We transplanted 277 grafts on one side of eyebrow (area=3cm2).
This is about 92 grafts in one centimeter square.



June 20, 2007
Six months after surgery- Our patient was very happy with the results. We have achieved his goal in one surgery.



Comments:
The average density on this eyebrow is 92 grafts per cm2. Should I be proud of it? No. Not at all. Every hair transplant facility should have no problem to achieve this super dense packing. As long as you make the slits very small and trim all the tissues around the hair.

Our clinic can achieve 92 % density easily, but why we do not perform super dense packing on all hair transplant procedures?

I have checked the growth rate of the eyebrow hair six months after the surgery; the total re-growth is 455 hairs. The growth rate is 82%. Our average growth rate for hair transplants on the scalp is about 96%. In other words, with the super dense packing technique, we have sacrificed 14% of hair.

The super dense packing method is not suit for all potential hair transplant patients. Factors such as skin color, contrast, hair quality, degree of baldness and the texture of someone's hair can require a different size of graft to achieve the best result. We will work with cases individually to best fit the wants and needs of the patient.

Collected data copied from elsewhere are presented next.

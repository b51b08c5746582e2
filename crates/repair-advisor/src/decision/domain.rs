use serde::{Deserialize, Serialize};
use std::fmt;
use std::str::FromStr;

/// Category of the item the user wants to get rid of or fix.
#[derive(Debug, Clone, Copy, PartialEq, Eq, Hash, PartialOrd, Ord, Serialize, Deserialize)]
#[serde(rename_all = "snake_case")]
pub enum ItemType {
    Phone,
    Laptop,
    Clothing,
    Other,
}

impl ItemType {
    pub const fn ordered() -> [Self; 4] {
        [Self::Phone, Self::Laptop, Self::Clothing, Self::Other]
    }

    pub const fn as_str(self) -> &'static str {
        match self {
            Self::Phone => "phone",
            Self::Laptop => "laptop",
            Self::Clothing => "clothing",
            Self::Other => "other",
        }
    }

    pub const fn label(self) -> &'static str {
        match self {
            Self::Phone => "Phone",
            Self::Laptop => "Laptop",
            Self::Clothing => "Clothing",
            Self::Other => "Other item",
        }
    }

    /// Electronics fall under right-to-repair policy regardless of model data.
    pub const fn is_electronics(self) -> bool {
        matches!(self, Self::Phone | Self::Laptop)
    }
}

/// What is wrong with the item.
#[derive(Debug, Clone, Copy, PartialEq, Eq, Hash, PartialOrd, Ord, Serialize, Deserialize)]
#[serde(rename_all = "snake_case")]
pub enum ProblemType {
    Screen,
    Battery,
    Slow,
    NoPower,
    Water,
    Zipper,
    Seam,
    Other,
}

impl ProblemType {
    pub const fn ordered() -> [Self; 8] {
        [
            Self::Screen,
            Self::Battery,
            Self::Slow,
            Self::NoPower,
            Self::Water,
            Self::Zipper,
            Self::Seam,
            Self::Other,
        ]
    }

    pub const fn as_str(self) -> &'static str {
        match self {
            Self::Screen => "screen",
            Self::Battery => "battery",
            Self::Slow => "slow",
            Self::NoPower => "no_power",
            Self::Water => "water",
            Self::Zipper => "zipper",
            Self::Seam => "seam",
            Self::Other => "other",
        }
    }

    pub const fn label(self) -> &'static str {
        match self {
            Self::Screen => "Broken screen",
            Self::Battery => "Weak battery",
            Self::Slow => "Slow performance",
            Self::NoPower => "Does not power on",
            Self::Water => "Water damage",
            Self::Zipper => "Broken zipper",
            Self::Seam => "Torn seam",
            Self::Other => "Other problem",
        }
    }
}

/// User priority selecting the utility weighting.
#[derive(Debug, Clone, Copy, PartialEq, Eq, Hash, Serialize, Deserialize)]
#[serde(rename_all = "snake_case")]
pub enum Priority {
    SaveMoney,
    SaveTime,
    SaveImpact,
    Balanced,
}

impl Priority {
    pub const fn ordered() -> [Self; 4] {
        [
            Self::SaveMoney,
            Self::SaveTime,
            Self::SaveImpact,
            Self::Balanced,
        ]
    }

    pub const fn as_str(self) -> &'static str {
        match self {
            Self::SaveMoney => "save_money",
            Self::SaveTime => "save_time",
            Self::SaveImpact => "save_impact",
            Self::Balanced => "balanced",
        }
    }

    pub const fn label(self) -> &'static str {
        match self {
            Self::SaveMoney => "Save money",
            Self::SaveTime => "Save time",
            Self::SaveImpact => "Save impact",
            Self::Balanced => "Balanced",
        }
    }
}

/// Disposition option kind. Declaration order is the construction order.
#[derive(Debug, Clone, Copy, PartialEq, Eq, Hash, PartialOrd, Ord, Serialize, Deserialize)]
#[serde(rename_all = "snake_case")]
pub enum Recommendation {
    Repair,
    BuyUsed,
    Donate,
    Recycle,
}

impl Recommendation {
    pub const fn ordered() -> [Self; 4] {
        [Self::Repair, Self::BuyUsed, Self::Donate, Self::Recycle]
    }

    pub const fn as_str(self) -> &'static str {
        match self {
            Self::Repair => "repair",
            Self::BuyUsed => "buy_used",
            Self::Donate => "donate",
            Self::Recycle => "recycle",
        }
    }

    pub const fn label(self) -> &'static str {
        match self {
            Self::Repair => "Repair",
            Self::BuyUsed => "Buy used",
            Self::Donate => "Donate",
            Self::Recycle => "Recycle",
        }
    }
}

/// Explainability tags attached to an option.
#[derive(Debug, Clone, Copy, PartialEq, Eq, Hash, Serialize, Deserialize)]
#[serde(rename_all = "snake_case")]
pub enum ReasonKey {
    BudgetOk,
    FastEnough,
    HighImpact,
    HighRisk,
    PolicyRightToRepair,
    BestOverall,
}

impl ReasonKey {
    pub const fn as_str(self) -> &'static str {
        match self {
            Self::BudgetOk => "budget_ok",
            Self::FastEnough => "fast_enough",
            Self::HighImpact => "high_impact",
            Self::HighRisk => "high_risk",
            Self::PolicyRightToRepair => "policy_right_to_repair",
            Self::BestOverall => "best_overall",
        }
    }

    pub const fn label(self) -> &'static str {
        match self {
            Self::BudgetOk => "Fits your budget",
            Self::FastEnough => "Done within your time frame",
            Self::HighImpact => "Large climate benefit",
            Self::HighRisk => "Repair may fail",
            Self::PolicyRightToRepair => "Supported by right-to-repair policy",
            Self::BestOverall => "Best overall trade-off",
        }
    }
}

#[derive(Debug, Clone, Copy, PartialEq, Eq, Serialize, Deserialize)]
#[serde(rename_all = "snake_case")]
pub enum FeasibilityStatus {
    Ok,
    BudgetShort,
    TimeShort,
    BothShort,
}

impl FeasibilityStatus {
    pub const fn from_shortfalls(budget_short: bool, time_short: bool) -> Self {
        match (budget_short, time_short) {
            (false, false) => Self::Ok,
            (true, false) => Self::BudgetShort,
            (false, true) => Self::TimeShort,
            (true, true) => Self::BothShort,
        }
    }

    pub const fn is_budget_short(self) -> bool {
        matches!(self, Self::BudgetShort | Self::BothShort)
    }

    pub const fn is_time_short(self) -> bool {
        matches!(self, Self::TimeShort | Self::BothShort)
    }

    pub const fn label(self) -> &'static str {
        match self {
            Self::Ok => "Feasible",
            Self::BudgetShort => "Over budget",
            Self::TimeShort => "Takes too long",
            Self::BothShort => "Over budget and too slow",
        }
    }
}

#[derive(Debug, Clone, Copy, PartialEq, Eq, PartialOrd, Ord, Serialize, Deserialize)]
#[serde(rename_all = "snake_case")]
pub enum ConfidenceLevel {
    Low,
    Medium,
    High,
}

impl ConfidenceLevel {
    pub fn from_score(score: f64) -> Self {
        if score < 0.5 {
            Self::Low
        } else if score < 0.75 {
            Self::Medium
        } else {
            Self::High
        }
    }

    pub const fn as_str(self) -> &'static str {
        match self {
            Self::Low => "low",
            Self::Medium => "medium",
            Self::High => "high",
        }
    }
}

/// Whether at least one option fits the user's constraints.
#[derive(Debug, Clone, Copy, PartialEq, Eq, Serialize, Deserialize)]
#[serde(rename_all = "snake_case")]
pub enum DecisionStatus {
    Feasible,
    NotFullyFeasible,
}

impl DecisionStatus {
    pub const fn as_str(self) -> &'static str {
        match self {
            Self::Feasible => "feasible",
            Self::NotFullyFeasible => "not_fully_feasible",
        }
    }
}

/// Error returned when a textual tag does not name a known variant.
#[derive(Debug, Clone, PartialEq, Eq, thiserror::Error)]
#[error("unknown {kind} '{value}'")]
pub struct ParseTagError {
    pub kind: &'static str,
    pub value: String,
}

fn parse_tag<T: Copy>(
    raw: &str,
    kind: &'static str,
    variants: &[T],
    as_str: fn(T) -> &'static str,
) -> Result<T, ParseTagError> {
    let normalized = raw.trim().to_ascii_lowercase().replace('-', "_");
    variants
        .iter()
        .copied()
        .find(|variant| as_str(*variant) == normalized)
        .ok_or_else(|| ParseTagError {
            kind,
            value: raw.to_string(),
        })
}

impl FromStr for ItemType {
    type Err = ParseTagError;

    fn from_str(s: &str) -> Result<Self, Self::Err> {
        parse_tag(s, "item type", &Self::ordered(), Self::as_str)
    }
}

impl FromStr for ProblemType {
    type Err = ParseTagError;

    fn from_str(s: &str) -> Result<Self, Self::Err> {
        parse_tag(s, "problem type", &Self::ordered(), Self::as_str)
    }
}

impl FromStr for Priority {
    type Err = ParseTagError;

    fn from_str(s: &str) -> Result<Self, Self::Err> {
        parse_tag(s, "priority", &Self::ordered(), Self::as_str)
    }
}

impl fmt::Display for Recommendation {
    fn fmt(&self, f: &mut fmt::Formatter<'_>) -> fmt::Result {
        f.write_str(self.as_str())
    }
}

/// Closed numeric interval, used for money (NOK) and kg CO2e alike.
#[derive(Debug, Clone, Copy, PartialEq, Default, Serialize, Deserialize)]
pub struct CostRange {
    pub min: f64,
    pub max: f64,
}

impl CostRange {
    pub const fn new(min: f64, max: f64) -> Self {
        Self { min, max }
    }

    pub const fn zero() -> Self {
        Self { min: 0.0, max: 0.0 }
    }

    pub fn median(&self) -> f64 {
        (self.min + self.max) / 2.0
    }

    pub fn scale(&self, factor: f64) -> Self {
        Self::new(self.min * factor, self.max * factor)
    }

    pub fn scale_each(&self, min_factor: f64, max_factor: f64) -> Self {
        Self::new(self.min * min_factor, self.max * max_factor)
    }

    pub fn floor_at_zero(&self) -> Self {
        Self::new(self.min.max(0.0), self.max.max(0.0))
    }
}

/// Constraints and context supplied by the user for one evaluation.
#[derive(Debug, Clone, PartialEq, Serialize, Deserialize)]
pub struct DecisionInput {
    pub item_type: ItemType,
    pub problem_type: ProblemType,
    pub budget_nok: f64,
    pub time_days: f64,
    #[serde(default, skip_serializing_if = "Option::is_none")]
    pub priority: Option<Priority>,
    #[serde(default, skip_serializing_if = "Option::is_none")]
    pub model_repairability_score: Option<f64>,
}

For comparison reasons, please see the following three photos:

Our regular hair transplant grafts



Grafts used for super dense packing



Grafts used in live surgery meeting


Which one do you think will have the best growth rate?




















Tuesday, April 10, 2007

Hair Transplant Progress-with ten months photos

Here you can see one of my patients' post-surgery progress.

Surgery Date: 08/26/2006

Coverage area: 68 sq. cm.
Donor area: 29 sq. cm.
Donor Density Increased: 40%

The photos are taken before surgery.




Immediately after the surgery-
For the first twenty-four hours, there will be a strip of bandage around the head. After that, you will be able to remove the bandage and shampoo your hair.
Some graft may appear whiter initially and will have same color as rest of grafts couple hours later.
The hairline design is irregular.
We implanted 200 single follicular units on hairline and 1200 modified follicular units.

9/8/2006
Two weeks after the surgery, scabs already fall out.




9/19/2006
The implanted area looks pink, the color should return to normal 4 to 8 weeks after surgery.






10/13/2006

Transplanted hair starts to fall out. Skin color returns to normal.






10/31/2006


Two months after surgery-

Pre-existing hair around or adjacent to the transplanted grafts may shed, giving a thinner look, but will begin to grow back within a few months.







11/29/2006


Three months after surgery-


One or more cysts may occur in the recipient area. They usually disappear by themselves after a few weeks.








12/12/2006





12/27/2006


Four months after surgery-

Transplanted hair should grow back 4 to 6 months after surgery.








1/22/2007


Five months after surgery-

More hair come out


2/7/2007



Hair look denser...







2/20/2007


And denser..




3/5/2007


Also coarser..







3/20/2007








4/5/2007


Seven months after surgery-


Ninety percent of the patients will be satisfied by 50% to 60% of donor site density. He received 40% density, which looks pretty good when seeing from the front.